Missing data in electronic health records (EHRs) poses a significant challenge for analysis. This study introduces Pympute, a comprehensive Python package designed for efficient and robust missing value imputation for EHRs. Pympute's core algorithm, Flexible, intelligently selects the optimal imputation method for each variable based on its characteristics. Pympute offers a comprehensive suite of functionalities. It benchmarks the performance of ten existing machine learning imputation algorithms against Flexible on real-world EHR datasets containing laboratory measurements. Additionally, Pympute facilitates data simulation, generating realistic datasets mimicking real-world data distributions for controlled evaluation of imputation performance. Finally, Pympute investigates how missingness and skewness, influence the selection of optimal imputation algorithms within the Flexible framework. Our findings validate that Pympute's Flexible method significantly improves imputation performance compared to the single model approach. Notably, simulating data solely based on covariance does not accurately reflect real-world selection behavior. Furthermore, skewness in the data distribution prompts Flexible to favor nonlinear imputation models. This study highlights the importance of considering data distribution patterns when selecting imputation algorithms. Pympute addresses this challenge by offering a versatile and user-friendly solution for diverse EHR data scenarios.
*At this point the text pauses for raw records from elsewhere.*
impl Loop {
    /// Creates a loop with the default configuration.
    ///
    /// # Errors
    ///
    /// See [`LoopBuilder::build`].
    pub fn new() -> Result<Self, LoopError> {
        LoopBuilder::new().build()
    }

    pub(crate) fn with_config(config: LoopConfig) -> Result<Self, LoopError> {
        init();

        let signal = WakeSignal::new().map_err(|source| LoopError::ResourceExhausted {
            resource: "wake signal",
            source,
        })?;

        let shared = Arc::new(Shared {
            flags: PendingFlags::new(),
            signal,
            completions: CompletionQueue::new(),
        });

        let poll_thread =
            PollThread::new(shared.clone()).map_err(|source| LoopError::ResourceExhausted {
                resource: "poll thread control channel",
                source,
            })?;

        let fds = FdSet::new(poll_thread.control_fd(), config.fd_capacity);

        let mut event_loop = Self {
            shared,
            poll_thread,
            fds,
            watchers: Vec::new(),
            watcher_queue: VecDeque::new(),
            signal_fd: None,
            async_handles: Vec::new(),
            dispatching_asyncs: false,
            time: 0,
            metrics: Metrics::new(config.metrics_idle_time),
            config,
        };
        event_loop.update_time();

        Ok(event_loop)
    }

    /// Returns a handle other threads can post completions through.
    pub fn remote(&self) -> Remote {
        Remote {
            shared: self.shared.clone(),
        }
    }

    /// Cached loop time in milliseconds, refreshed after every wait.
    pub fn now(&self) -> u64 {
        self.time
    }

    /// Refreshes the cached loop time.
    pub fn update_time(&mut self) {
        self.time = hrtime() / 1_000_000;
    }

    pub fn metrics(&self) -> LoopMetrics {
        self.metrics.snapshot()
    }

    /// Returns `true` once the poll helper thread has been started.
    pub fn is_poll_thread_running(&self) -> bool {
        self.poll_thread.is_running()
    }

    /// Number of descriptors in the interest set, the reserved control
    /// descriptor excluded.
    pub fn watched_fds(&self) -> usize {
        self.fds.len() - 1
    }

    /// Registers a wakeup handle. Nothing is dispatched until it is sent.
    pub fn async_init<F>(&mut self, callback: F) -> AsyncHandle
    where
        F: FnMut(&mut Loop, &AsyncHandle) + 'static,
    {
        let handle = AsyncHandle::new(self.shared.clone());
        let callback: AsyncCallback = Box::new(callback);

        self.async_handles.push(AsyncSlot {
            handle: handle.clone(),
            callback: Some(callback),
            closed: false,
        });

        handle
    }

    /// Closes a wakeup handle.
    ///
    /// Returns only once no concurrent [`AsyncHandle::send`] is in flight;
    /// the callback never runs again afterwards.
    pub fn async_close(&mut self, handle: &AsyncHandle) {
        let Some(index) = self.async_position(handle) else {
            return;
        };

        handle.spin_until_idle(self.config.spin_limit);

        if self.dispatching_asyncs {
            // Slots keep their index until the pass compacts them.
            let slot = &mut self.async_handles[index];
            slot.closed = true;
            slot.callback = None;
        } else {
            self.async_handles.remove(index);
        }
    }

    /// Starts watching `fd` for `events`.
    ///
    /// Starting an active watcher adds `events` to its interest and
    /// replaces its callback. The change reaches the interest set on the
    /// next [`poll_io`](Self::poll_io).
    ///
    /// # Panics
    ///
    /// Panics if `fd` is negative or `events` is empty.
    pub fn io_start<F>(&mut self, fd: RawFd, events: Events, callback: F)
    where
        F: FnMut(&mut Loop, RawFd, Events) + 'static,
    {
        assert!(fd >= 0, "fd must be >= 0");
        assert!(!events.is_empty(), "events must not be empty");

        let index = fd as usize;
        if self.watchers.len() <= index {
            self.watchers.resize_with(index + 1, || None);
        }

        let callback: IoCallback = Box::new(callback);
        let watcher = match self.watchers[index].take() {
            Some(mut watcher) => {
                watcher.callback = Some(callback);
                watcher
            }
            None => Watcher::new(callback),
        };

        let watcher = self.watchers[index].insert(watcher);
        watcher.pevents |= events;

        if !watcher.queued {
            watcher.queued = true;
            self.watcher_queue.push_back(fd);
        }
    }

    /// Installs the distinguished signal watcher on `fd`.
    ///
    /// When ready it is dispatched with [`Events::READABLE`] after every
    /// other watcher of the cycle, and the driver returns right after.
    pub fn signal_io_start<F>(&mut self, fd: RawFd, callback: F)
    where
        F: FnMut(&mut Loop, RawFd, Events) + 'static,
    {
        self.io_start(fd, Events::READABLE, callback);
        self.signal_fd = Some(fd);
    }

    /// Stops watching `fd` for `events`.
    ///
    /// With no interest left the watcher is dropped and the descriptor
    /// leaves the interest set.
    pub fn io_stop(&mut self, fd: RawFd, events: Events) {
        let Some(Some(watcher)) = usize::try_from(fd)
            .ok()
            .and_then(|index| self.watchers.get_mut(index))
        else {
            return;
        };

        watcher.pevents -= events;

        if !watcher.pevents.is_empty() {
            if !watcher.queued {
                watcher.queued = true;
                self.watcher_queue.push_back(fd);
            }
            return;
        }

        self.watchers[fd as usize] = None;
        self.watcher_queue.retain(|&queued| queued != fd);

        if self.signal_fd == Some(fd) {
            self.signal_fd = None;
        }

        self.invalidate_fd(fd);
    }

    /// Drops every interest in `fd`.
    pub fn io_close(&mut self, fd: RawFd) {
        self.io_stop(fd, Events::all());
    }

    /// Returns `true` if a watcher is registered for `fd`.
    pub fn is_watching(&self, fd: RawFd) -> bool {
        self.watcher(fd).is_some()
    }

    /// Checks whether `fd` can be watched with `poll(2)`.
    ///
    /// # Errors
    ///
    /// Returns [`LoopError::InvalidFd`] if the platform rejects the
    /// descriptor, or [`LoopError::Io`] if the probe itself fails.
    pub fn check_fd(&self, fd: RawFd) -> Result<(), LoopError> {
        let mut probe = [pollfd {
            fd,
            events: POLLIN,
            revents: 0,
        }];

        loop {
            match sys_poll(&mut probe, 0) {
                Ok(_) => break,
                Err(e)
                    if matches!(
                        e.kind(),
                        io::ErrorKind::Interrupted | io::ErrorKind::WouldBlock
                    ) =>
                {
                    continue;
                }
                Err(e) => return Err(LoopError::Io(e)),
            }
        }

        if probe[0].revents & POLLNVAL != 0 {
            return Err(LoopError::InvalidFd(fd));
        }

        Ok(())
    }

    /// Runs one iteration of readiness collection and dispatch.
    ///
    /// Blocks once on the wake signal per round, then dispatches, in this
    /// order: cross-thread completions, wakeup-channel handles, descriptor
    /// watchers, and finally the signal watcher. Rounds that dispatch
    /// nothing are repeated while `timeout` allows.
    pub fn poll_io(&mut self, timeout: Timeout) {
        self.update_time();
        self.drain_watcher_queue();

        let budget = timeout.budget();
        let mut remaining = budget;
        let start = hrtime();

        loop {
            if remaining != Some(Duration::ZERO) {
                self.metrics.set_provider_entry_time();
            }

            if self.fds.has_watched() {
                self.poll_thread.resume_or_start(&mut self.fds);
            }

            let mut timer = OneShotTimer::new();
            if let Some(after) = remaining {
                timer.arm(after);
            }

            self.shared.signal.wait(&timer);
            timer.cancel();

            self.update_time();

            // Clear before the swap: an escalation landing in between leaves
            // the signal set and is picked up by this swap or the next wait.
            self.shared.signal.clear();
            let pending = self.shared.flags.take();

            tracing::trace!(message = "flagpoll: woke", pending, ?remaining);

            let mut nevents = 0;
            let mut have_signals = false;

            if pending & PENDING_COMPLETION != 0 {
                nevents += self.run_completions();
            }

            if pending & PENDING_ASYNC != 0 {
                nevents += self.run_async_handles();
            }

            if pending & PENDING_POLL != 0 {
                let (n, signals) = self.run_io_watchers();
                nevents += n;
                have_signals = signals;
            }

            self.metrics.inc_events(nevents);

            if have_signals {
                if let Some(fd) = self.signal_fd {
                    self.metrics.update_idle_time();
                    self.invoke_watcher(fd, Events::READABLE);
                }
            }

            self.fds.purge(&mut self.poll_thread);

            if have_signals || nevents != 0 || remaining == Some(Duration::ZERO) {
                break;
            }

            let Some(budget) = budget else {
                continue;
            };

            // Measured from entry, not accumulated per round.
            let elapsed = Duration::from_nanos(hrtime().saturating_sub(start));
            match budget.checked_sub(elapsed) {
                Some(left) if !left.is_zero() => remaining = Some(left),
                _ => break,
            }
        }

        self.metrics.update_idle_time();
    }

    /// Moves queued watcher registrations into the interest set.
    fn drain_watcher_queue(&mut self) {
        while let Some(fd) = self.watcher_queue.pop_front() {
            let Some(Some(watcher)) = self.watchers.get_mut(fd as usize) else {
                continue;
            };

            watcher.queued = false;
            debug_assert!(!watcher.pevents.is_empty());

            // Already installed with this mask.
            if watcher.events == watcher.pevents {
                continue;
            }

            self.fds.add(fd, watcher.pevents.bits(), &mut self.poll_thread);
            watcher.events = watcher.pevents;
        }
    }

    fn run_completions(&mut self) -> usize {
        let completions = self.shared.completions.take_all();
        let n = completions.len();

        for completion in completions {
            self.metrics.update_idle_time();
            completion(self);
        }

        n
    }

    fn run_async_handles(&mut self) -> usize {
        let nested = std::mem::replace(&mut self.dispatching_asyncs, true);

        // Handles initialized by a callback are picked up next cycle.
        let len = self.async_handles.len();
        let mut nevents = 0;

        for index in 0..len {
            let slot = &mut self.async_handles[index];

            if slot.closed || !slot.handle.take_pending() {
                continue;
            }

            let Some(mut callback) = slot.callback.take() else {
                continue;
            };
            let handle = slot.handle.clone();

            self.metrics.update_idle_time();
            callback(self, &handle);
            nevents += 1;

            let slot = &mut self.async_handles[index];
            if !slot.closed {
                slot.callback.get_or_insert(callback);
            }
        }

        self.dispatching_asyncs = nested;
        if !nested {
            self.async_handles.retain(|slot| !slot.closed);
        }

        nevents
    }

    /// Dispatches the results the helper thread left in the interest set.
    ///
    /// Returns the number of dispatched watchers and whether the signal
    /// watcher is ready.
    fn run_io_watchers(&mut self) -> (usize, bool) {
        // The helper pauses itself after reporting.
        self.poll_thread.mark_paused();
        self.fds.set_iterating(true);

        let mut nevents = 0;
        let mut have_signals = false;

        // Slot 0 is the helper's control channel.
        for index in 1..self.fds.len() {
            let entry = self.fds.entry(index);
            let fd = entry.fd;

            if fd == INVALID_FD {
                continue;
            }

            let Some(pevents) = self.watcher(fd).map(|w| w.pevents) else {
                // Stopped watching; drop it at the purge.
                self.invalidate_fd(fd);
                continue;
            };

            // Drop what the owner did not ask for (POLLNVAL for instance).
            let wanted = pevents | Events::ERROR | Events::HANGUP;
            let revents = Events::from_bits_truncate(entry.revents) & wanted;
            self.fds.set_revents(index, revents.bits());

            if revents.is_empty() {
                continue;
            }

            if self.signal_fd == Some(fd) {
                have_signals = true;
            } else {
                self.metrics.update_idle_time();
                self.invoke_watcher(fd, revents);
            }

            nevents += 1;
        }

        self.fds.set_iterating(false);

        (nevents, have_signals)
    }

    fn invoke_watcher(&mut self, fd: RawFd, events: Events) {
        let Some(mut callback) = self.watcher_mut(fd).and_then(|w| w.callback.take()) else {
            return;
        };

        callback(self, fd, events);

        // Put it back unless the watcher was dropped or re-registered.
        if let Some(watcher) = self.watcher_mut(fd) {
            watcher.callback.get_or_insert(callback);
        }
    }

    /// Takes `fd` out of the interest set, or only marks it while the
    /// results are being walked.
    fn invalidate_fd(&mut self, fd: RawFd) {
        if self.fds.is_iterating() {
            self.fds.invalidate(fd, &mut self.poll_thread);
        } else {
            self.fds.remove(fd, &mut self.poll_thread);
        }
    }

    fn watcher(&self, fd: RawFd) -> Option<&Watcher> {
        usize::try_from(fd)
            .ok()
            .and_then(|index| self.watchers.get(index))
            .and_then(Option::as_ref)
    }

    fn watcher_mut(&mut self, fd: RawFd) -> Option<&mut Watcher> {
        usize::try_from(fd)
            .ok()
            .and_then(|index| self.watchers.get_mut(index))
            .and_then(Option::as_mut)
    }

    fn async_position(&self, handle: &AsyncHandle) -> Option<usize> {
        self.async_handles
            .iter()
            .position(|slot| !slot.closed && slot.handle.same(handle))
    }
}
电子健康记录(EHR)中的缺失数据给分析带来了重大挑战。本研究介绍了Pympute,这是一个全面的Python包,旨在为EHR中的缺失值插补提供高效且稳健的方法。Pympute的核心算法Flexible,会根据每个变量的特征智能地为其选择最优的插补方法。Pympute提供了一套全面的功能。它在包含实验室测量值的真实世界EHR数据集上,将十种现有的机器学习插补算法的性能与Flexible算法进行基准测试。此外,Pympute便于进行数据模拟,生成模拟真实世界数据分布的逼真数据集,用于对插补性能进行可控评估。最后,Pympute研究了缺失性和偏度如何在Flexible框架内影响最优插补算法的选择。我们的研究结果证实,与单一模型方法相比,Pympute的Flexible方法显著提高了插补性能。值得注意的是,仅基于协方差模拟数据并不能准确反映真实世界的选择行为。此外,数据分布中的偏度促使Flexible倾向于选择非线性插补模型。本研究强调了在选择插补算法时考虑数据分布模式的重要性。Pympute通过为各种EHR数据场景提供通用且用户友好的解决方案来应对这一挑战。